Be careful not to overtrain. Day 1 Exercise Sets Reps Upper Power Barbell Bench Press 3 - 4 3 - 5 Incline Dumbbell Bench Press 3 - 4 6 - 10 Bent Over Row 3 - 4 3 - 5 Lat Pull Down 3 - 4 6 - 10. In addition to this first version of The Muscle Building Workout Routine SMG also includes a handful of others.

Full Body Workout 3. The last day of the workout will tone. The main lift of the heavy upper body day is the bench press.

Take a look at Hevys 3 Day Split Workout - Complete Guide 2021 to learn about different workout routines and commonly asked questions for all gym levels. DAY 2 - LOWER. Plank 3 20 Secs Day 3.

Leg Press 4 8 - 12 2. 3 DAY WORKOUT SPLIT PLUS CARDIO ROUTINE. Dumbbell Hamstring Curl 3 8 - 12 5.

Dumbbell Bench Press 3 10 - 15 7. You will alternate between workout A which is covered in this PDF and workout B which will be covered in another PDF. You will alternate between workout A which is covered in this PDF and workout B which will be covered in another PDF.

Dumbbell Hammer Curl 2 8 - 12 6. Incline Barbell Press 3 sets x 6 - 12 reps. Set treadmill speed to a challenging but.

Then you train your whole body on Friday. THE BODY YOU WANT Store Workouts Diet Plans Expert Guides Videos Tools Build both size and strength in this 4. The 3 day upperlowerfull split merges an upperlower split with a full-body workout.

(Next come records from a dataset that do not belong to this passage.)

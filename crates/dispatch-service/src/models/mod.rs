//! 通知调度领域模型
//!
//! 包含通知请求、投递日志、模板与用户偏好四个聚合的定义。
//! 聚合的状态迁移实现为纯函数，返回 (新状态, 领域事件)，
//! 由调用方负责持久化与事件落库，便于独立测试。

pub mod command;
pub mod delivery_log;
pub mod preferences;
pub mod request;
pub mod template;

// 重新导出常用类型
pub use command::{CreateNotificationCommand, DispatchCommand, RecipientSpec};
pub use delivery_log::{AttemptStatus, DeliveryAttempt, DeliveryStatus, SentNotificationLog};
pub use preferences::{DndWindow, FrequencyLimit, PreferenceRule, UserNotificationPreferences};
pub use request::{NotificationRequest, Recipient, RecipientOutcome, RequestStatus};
pub use template::{NotificationTemplate, RenderedMessage, TemplateStatus};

Incline Dumbbell Bench Press 3 8 - 12 4. Version 2 This version adjusts the rep ranges and the number of sets being done on certain exercises. Day 2 Quadriceps and Core.

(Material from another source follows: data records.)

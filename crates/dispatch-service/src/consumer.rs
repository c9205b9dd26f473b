//! 命令消费者
//!
//! 从 Kafka 命令 topic 消费上游业务系统的调度命令，驱动生命周期
//! 管理器执行。消费语义为至少一次：业务侧以 dedup_key 与日志幂等
//! 键去重，重放无额外效果。无法解析或校验失败的毒消息投递到
//! 死信队列，不阻塞后续消费；基础设施故障按退避策略原地重试，
//! 重试耗尽后同样转入死信队列，位点提交前消息不丢。

use std::sync::Arc;

use notify_shared::config::AppConfig;
use notify_shared::kafka::{ConsumerMessage, KafkaConsumer, KafkaProducer, topics};
use notify_shared::retry::{RetryPolicy, retry_with_policy};
use tokio::sync::watch;
use tracing::{error, info, warn};

use crate::error::{DispatchError, Result};
use crate::lifecycle::RequestLifecycleManager;
use crate::models::DispatchCommand;

/// 命令消费者
pub struct CommandConsumer {
    consumer: KafkaConsumer,
    manager: Arc<RequestLifecycleManager>,
    /// 毒消息投递到死信队列，供后续排查
    producer: KafkaProducer,
}

impl CommandConsumer {
    pub fn new(
        config: &AppConfig,
        manager: Arc<RequestLifecycleManager>,
        producer: KafkaProducer,
    ) -> Result<Self> {
        let consumer = KafkaConsumer::new(&config.kafka, Some("commands"))
            .map_err(DispatchError::Shared)?;
        Ok(Self {
            consumer,
            manager,
            producer,
        })
    }

    /// 启动消费循环，直到收到 shutdown 信号
    pub async fn run(self, shutdown: watch::Receiver<bool>) -> Result<()> {
        self.consumer
            .subscribe(&[topics::NOTIFY_COMMANDS])
            .map_err(DispatchError::Shared)?;
        info!(topic = topics::NOTIFY_COMMANDS, "命令消费者已启动");

        let manager = self.manager;
        let producer = self.producer;
        let retry_policy = RetryPolicy::default();

        self.consumer
            .start(shutdown, |msg| {
                let manager = &manager;
                let producer = &producer;
                let retry_policy = &retry_policy;
                async move {
                    consume_message(manager, producer, retry_policy, &msg).await;
                    Ok(())
                }
            })
            .await;

        info!("命令消费者已停止");
        Ok(())
    }
}

/// 消费单条消息
///
/// 消费者开启自动提交，位点会越过本条消息，因此可重试的基础设施
/// 错误必须在提交前原地按退避策略重试；重试耗尽仍失败时转入死信
/// 队列保留现场，不静默丢失。
async fn consume_message(
    manager: &RequestLifecycleManager,
    producer: &KafkaProducer,
    retry_policy: &RetryPolicy,
    msg: &ConsumerMessage,
) {
    let result = retry_with_policy(
        retry_policy,
        "handle_command",
        |e: &DispatchError| e.is_retryable(),
        || handle_message(manager, producer, msg),
    )
    .await;

    if let Err(e) = result {
        error!(
            error = %e,
            topic = %msg.topic,
            partition = msg.partition,
            offset = msg.offset,
            "调度命令重试耗尽，转入死信队列"
        );
        send_to_dlq(producer, msg, &e.to_string()).await;
    }
}

/// 处理单条命令消息
///
/// 拆分为独立函数而非方法，便于在测试中直接调用而无需构造完整的
/// Consumer。解析失败与校验失败属于毒消息，进死信队列后返回 Ok，
/// 让消费位点继续推进；基础设施错误原样上抛，由消费入口按退避
/// 策略重试。
async fn handle_message(
    manager: &RequestLifecycleManager,
    producer: &KafkaProducer,
    msg: &ConsumerMessage,
) -> Result<()> {
    let command: DispatchCommand = match serde_json::from_slice(&msg.payload) {
        Ok(command) => command,
        Err(e) => {
            warn!(error = %e, offset = msg.offset, "命令解析失败，投递死信队列");
            send_to_dlq(producer, msg, &e.to_string()).await;
            return Ok(());
        }
    };

    match dispatch_command(manager, command).await {
        Ok(()) => Ok(()),
        Err(e) if e.is_retryable() => Err(e),
        Err(e) => {
            // 校验/状态机类错误重放也不会成功
            warn!(error = %e, offset = msg.offset, "命令不可重试，投递死信队列");
            send_to_dlq(producer, msg, &e.to_string()).await;
            Ok(())
        }
    }
}

async fn dispatch_command(
    manager: &RequestLifecycleManager,
    command: DispatchCommand,
) -> Result<()> {
    match command {
        DispatchCommand::CreateNotification(command) => {
            let request = manager.create(&command).await?;
            // 创建后立即尝试处理；定时请求会保持 Pending 等调度时钟
            manager.process(&request.id).await?;
        }
        DispatchCommand::ProcessNotification { request_id } => {
            manager.process(&request_id).await?;
        }
        DispatchCommand::CancelNotification { request_id } => {
            manager.cancel(&request_id).await?;
        }
        DispatchCommand::ConfirmDelivered { log_id } => {
            manager.confirm_delivered(&log_id).await?;
        }
        DispatchCommand::MarkRead { log_id } => {
            manager.mark_read(&log_id).await?;
        }
        DispatchCommand::UpdatePreferences(preferences) => {
            manager.update_preferences(&preferences).await?;
        }
    }
    Ok(())
}

/// 把原始消息连同失败原因投递到死信队列
///
/// 死信投递本身失败只记录日志，不能让一条坏消息卡死消费循环。
async fn send_to_dlq(producer: &KafkaProducer, msg: &ConsumerMessage, reason: &str) {
    let dlq_payload = serde_json::json!({
        "sourceTopic": msg.topic,
        "partition": msg.partition,
        "offset": msg.offset,
        "reason": reason,
        "payload": String::from_utf8_lossy(&msg.payload),
    });

    let key = msg.key.as_deref().unwrap_or("unknown");
    if let Err(e) = producer
        .send_json(topics::DEAD_LETTER_QUEUE, key, &dlq_payload)
        .await
    {
        error!(error = %e, "投递死信队列失败");
    }
}

#[cfg(test)]
mod tests {
    use super::*;
    use std::collections::HashMap;
    use std::time::Duration;

    use notify_shared::config::{DispatchConfig, KafkaConfig};
    use notify_shared::error::NotifyError;
    use notify_shared::events::{Channel, Urgency};

    use crate::dispatch::DispatchOrchestrator;
    use crate::dispatch::lease::MockLeaseStore;
    use crate::idempotency::MockIdempotencyStore;
    use crate::models::{CreateNotificationCommand, NotificationRequest, RecipientSpec};
    use crate::repository::traits::{
        MockDeliveryLogRepository, MockPreferencesRepository, MockRequestRepository,
        MockTemplateRepository,
    };
    use crate::template::TemplateEngine;

    fn manager_with(requests: MockRequestRepository) -> RequestLifecycleManager {
        let logs = Arc::new(MockDeliveryLogRepository::new());
        let templates = Arc::new(TemplateEngine::new(Arc::new(MockTemplateRepository::new())));
        let orchestrator = Arc::new(DispatchOrchestrator::new(
            logs.clone(),
            Arc::new(MockLeaseStore::new()),
            &DispatchConfig::default(),
        ));
        RequestLifecycleManager::new(
            Arc::new(requests),
            logs,
            Arc::new(MockPreferencesRepository::new()),
            templates,
            orchestrator,
            Arc::new(MockIdempotencyStore::new()),
            Duration::from_secs(60),
        )
    }

    /// 已到终态的请求，process 直接返回不再触碰其他仓储
    fn terminal_request() -> NotificationRequest {
        let command = CreateNotificationCommand {
            notification_type: "OrderConfirmed".to_string(),
            payload: serde_json::json!({"orderNo": "A-1"}),
            recipients: vec![RecipientSpec {
                user_id: "u1".to_string(),
                addresses: HashMap::from([(Channel::Email, "a@b.com".to_string())]),
            }],
            channel_preferences: vec![Channel::Email],
            urgency: Urgency::Medium,
            scheduled_at: None,
            correlation_id: "c1".to_string(),
            dedup_key: "d1".to_string(),
        };
        let (request, _) = NotificationRequest::from_command(&command).unwrap();
        request.cancel().unwrap().0
    }

    fn process_message(request_id: &str) -> ConsumerMessage {
        let command = DispatchCommand::ProcessNotification {
            request_id: request_id.to_string(),
        };
        ConsumerMessage {
            topic: topics::NOTIFY_COMMANDS.to_string(),
            partition: 0,
            offset: 7,
            key: None,
            payload: serde_json::to_vec(&command).unwrap(),
            timestamp: None,
            headers: HashMap::new(),
        }
    }

    fn fast_policy() -> RetryPolicy {
        RetryPolicy {
            max_retries: 3,
            initial_delay: Duration::from_millis(1),
            max_delay: Duration::from_millis(5),
            multiplier: 2.0,
            jitter: false,
        }
    }

    #[tokio::test]
    async fn test_retryable_failure_is_retried_in_place() {
        let terminal = terminal_request();
        let request_id = terminal.id.clone();

        // 前两次瞬时故障，第三次成功；times(3) 校验位点提交前确实原地重试
        let mut requests = MockRequestRepository::new();
        let mut call = 0u32;
        requests.expect_get().times(3).returning(move |_| {
            call += 1;
            if call < 3 {
                Err(DispatchError::Shared(NotifyError::Kafka(
                    "broker 抖动".to_string(),
                )))
            } else {
                Ok(Some(terminal.clone()))
            }
        });

        let manager = manager_with(requests);
        let producer = KafkaProducer::new(&KafkaConfig::default()).unwrap();

        consume_message(
            &manager,
            &producer,
            &fast_policy(),
            &process_message(&request_id),
        )
        .await;
    }

    #[tokio::test]
    async fn test_retryable_classification() {
        let infra = DispatchError::Shared(NotifyError::Kafka("超时".to_string()));
        assert!(infra.is_retryable());

        // 校验类错误重放也不会成功，不应占用重试预算
        let poison = DispatchError::Validation("payload 不能为空".to_string());
        assert!(!poison.is_retryable());
    }
}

This full body workout routine consists of 3 training days per week. Full Body 45 Degree Leg Press 3 20 Seated Row 3 20 Chest Dip 2 15 - 20 Machine Shoulder Press 2 20 Cable Curl 2 20 Tricep Extension 2 20 Hover 3 1 minute Wednesday - Series 2 Exercise Sets Reps Full Body Smith Machine Squat 3 20 Seated Calf Raise 2 25 Lat Pull Down 3 20 Dumbbell Flys 3 20 Tricep Kickback 2 20 Standing Dumbbell Curl 2 20 Decline Sit Ups 2 MAX. 3 Day Full Body Workout At Home.

Dumbbell Plie Squat 3 8 - 12 4. Full Body 2 Thursday. Hang from a pull-up bar with both arms extended.